▸ **What you will do**
Can you quote, word for word, every line from the first line of the records below through the line containing "an import writes.", and nothing else?

Stored data entries:
======

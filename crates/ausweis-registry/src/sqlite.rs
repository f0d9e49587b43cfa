// SPDX-License-Identifier: PMPL-1.0-or-later
// Copyright (c) 2026 Jonathan D.A. Jewell (hyperpolymath) <jonathan.jewell@open.ac.uk>
//
// SQLite-backed authority store.
//
// Schema:
//   authority_records(
//     document_number TEXT PRIMARY KEY,   -- DDDDD-DDDDDDD-D
//     holder_name     TEXT NOT NULL,
//     status          TEXT NOT NULL,      -- "Valid" | "Expired"
//     expiry_date     TEXT NOT NULL       -- YYYY-MM-DD
//   )

use std::path::Path;
use std::sync::{Arc, Mutex, PoisonError};

use ausweis_core::error::{AusweisError, Result};
use ausweis_core::types::{AuthorityRecord, DocumentNumber, LicenseStatus};
use chrono::NaiveDate;
use rusqlite::{Connection, OptionalExtension, params};
use tracing::{debug, info, instrument};

use crate::store::AuthorityStore;

const CREATE_TABLE_SQL: &str = "
    CREATE TABLE IF NOT EXISTS authority_records (
        document_number TEXT PRIMARY KEY,
        holder_name     TEXT NOT NULL,
        status          TEXT NOT NULL,
        expiry_date     TEXT NOT NULL
    );";

const DATE_FORMAT: &str = "%Y-%m-%d";

fn db_err(e: rusqlite::Error) -> AusweisError {
    AusweisError::StoreUnavailable(e.to_string())
}

/// Authority store backed by a SQLite database.
///
/// `rusqlite::Connection` is `Send` but not `Sync`, so it sits behind a
/// mutex; lookups are single indexed queries and hold the lock briefly.
pub struct SqliteStore {
    conn: Mutex<Connection>,
}

impl SqliteStore {
    /// Open (or create) the records database at `path`.
    #[instrument(skip_all, fields(path = %path.as_ref().display()))]
    pub fn open(path: impl AsRef<Path>) -> Result<Self> {
        let conn = Connection::open(path).map_err(db_err)?;

        // WAL lets several verifier processes read while an import writes.
        conn.execute_batch("PRAGMA journal_mode = WAL;").map_err(db_err)?;
        conn.execute_batch(CREATE_TABLE_SQL).map_err(db_err)?;

        info!("authority database opened");
        Ok(Self {
            conn: Mutex::new(conn),
        })
    }

    /// Open an in-memory database (useful for tests).
    pub fn open_in_memory() -> Result<Self> {
        let conn = Connection::open_in_memory().map_err(db_err)?;
        conn.execute_batch(CREATE_TABLE_SQL).map_err(db_err)?;

        debug!("in-memory authority database opened");
        Ok(Self {
            conn: Mutex::new(conn),
        })
    }

    /// Insert or replace a record.
    #[instrument(skip(self, record), fields(%number))]
    pub fn insert(&self, number: &DocumentNumber, record: &AuthorityRecord) -> Result<()> {
        let expiry = record.expiry_date.format(DATE_FORMAT).to_string();
        self.connection()
            .execute(
                "INSERT OR REPLACE INTO authority_records
                     (document_number, holder_name, status, expiry_date)
                 VALUES (?1, ?2, ?3, ?4)",
                params![number.as_str(), record.holder_name, record.status.as_str(), expiry],
            )
            .map_err(db_err)?;
        Ok(())
    }

    /// Total number of records.
    pub fn count(&self) -> Result<usize> {
        let count: i64 = self
            .connection()
            .query_row("SELECT COUNT(*) FROM authority_records", [], |row| row.get(0))
            .map_err(db_err)?;
        Ok(count as usize)
    }

    fn connection(&self) -> std::sync::MutexGuard<'_, Connection> {
        self.conn.lock().unwrap_or_else(PoisonError::into_inner)
    }
}

impl AuthorityStore for SqliteStore {
    #[instrument(skip(self), fields(%number))]
    fn lookup(&self, number: &DocumentNumber) -> Result<Option<Arc<AuthorityRecord>>> {
        let row: Option<(String, String, String)> = self
            .connection()
            .query_row(
                "SELECT holder_name, status, expiry_date
                 FROM authority_records
                 WHERE document_number = ?1",
                params![number.as_str()],
                |row| Ok((row.get(0)?, row.get(1)?, row.get(2)?)),
            )
            .optional()
            .map_err(db_err)?;

        let Some((holder_name, status, expiry)) = row else {
            debug!("no authority record");
            return Ok(None);
        };

        let status = LicenseStatus::from_keyword(&status).ok_or_else(|| {
            AusweisError::StoreUnavailable(format!("record {number} has unknown status {status:?}"))
        })?;
        let expiry_date = NaiveDate::parse_from_str(&expiry, DATE_FORMAT).map_err(|err| {
            AusweisError::StoreUnavailable(format!("record {number} has bad expiry {expiry:?}: {err}"))
        })?;

        Ok(Some(Arc::new(AuthorityRecord {
            holder_name,
            status,
            expiry_date,
        })))
    }
}
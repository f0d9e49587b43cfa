// SPDX-License-Identifier: PMPL-1.0-or-later
// Copyright (c) 2026 Jonathan D.A. Jewell (hyperpolymath) <jonathan.jewell@open.ac.uk>
//
// Service layer — wires the verifier crates together for the CLI.

pub mod data_dir;
pub mod recognizer;
pub mod session;
pub mod store;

======

▸ **Solution to this exercise**
filename crates/ausweis-registry/src/sqlite.rs
repository f0d9e49587b43cfa
// SPDX-License-Identifier: PMPL-1.0-or-later
// Copyright (c) 2026 Jonathan D.A. Jewell (hyperpolymath) <jonathan.jewell@open.ac.uk>
//
// SQLite-backed authority store.
//
// Schema:
//   authority_records(
//     document_number TEXT PRIMARY KEY,   -- DDDDD-DDDDDDD-D
//     holder_name     TEXT NOT NULL,
//     status          TEXT NOT NULL,      -- "Valid" | "Expired"
//     expiry_date     TEXT NOT NULL       -- YYYY-MM-DD
//   )

use std::path::Path;
use std::sync::{Arc, Mutex, PoisonError};

use ausweis_core::error::{AusweisError, Result};
use ausweis_core::types::{AuthorityRecord, DocumentNumber, LicenseStatus};
use chrono::NaiveDate;
use rusqlite::{Connection, OptionalExtension, params};
use tracing::{debug, info, instrument};

use crate::store::AuthorityStore;

const CREATE_TABLE_SQL: &str = "
    CREATE TABLE IF NOT EXISTS authority_records (
        document_number TEXT PRIMARY KEY,
        holder_name     TEXT NOT NULL,
        status          TEXT NOT NULL,
        expiry_date     TEXT NOT NULL
    );";

const DATE_FORMAT: &str = "%Y-%m-%d";

fn db_err(e: rusqlite::Error) -> AusweisError {
    AusweisError::StoreUnavailable(e.to_string())
}

/// Authority store backed by a SQLite database.
///
/// `rusqlite::Connection` is `Send` but not `Sync`, so it sits behind a
/// mutex; lookups are single indexed queries and hold the lock briefly.
pub struct SqliteStore {
    conn: Mutex<Connection>,
}

impl SqliteStore {
    /// Open (or create) the records database at `path`.
    #[instrument(skip_all, fields(path = %path.as_ref().display()))]
    pub fn open(path: impl AsRef<Path>) -> Result<Self> {
        let conn = Connection::open(path).map_err(db_err)?;

        // WAL lets several verifier processes read while an import writes.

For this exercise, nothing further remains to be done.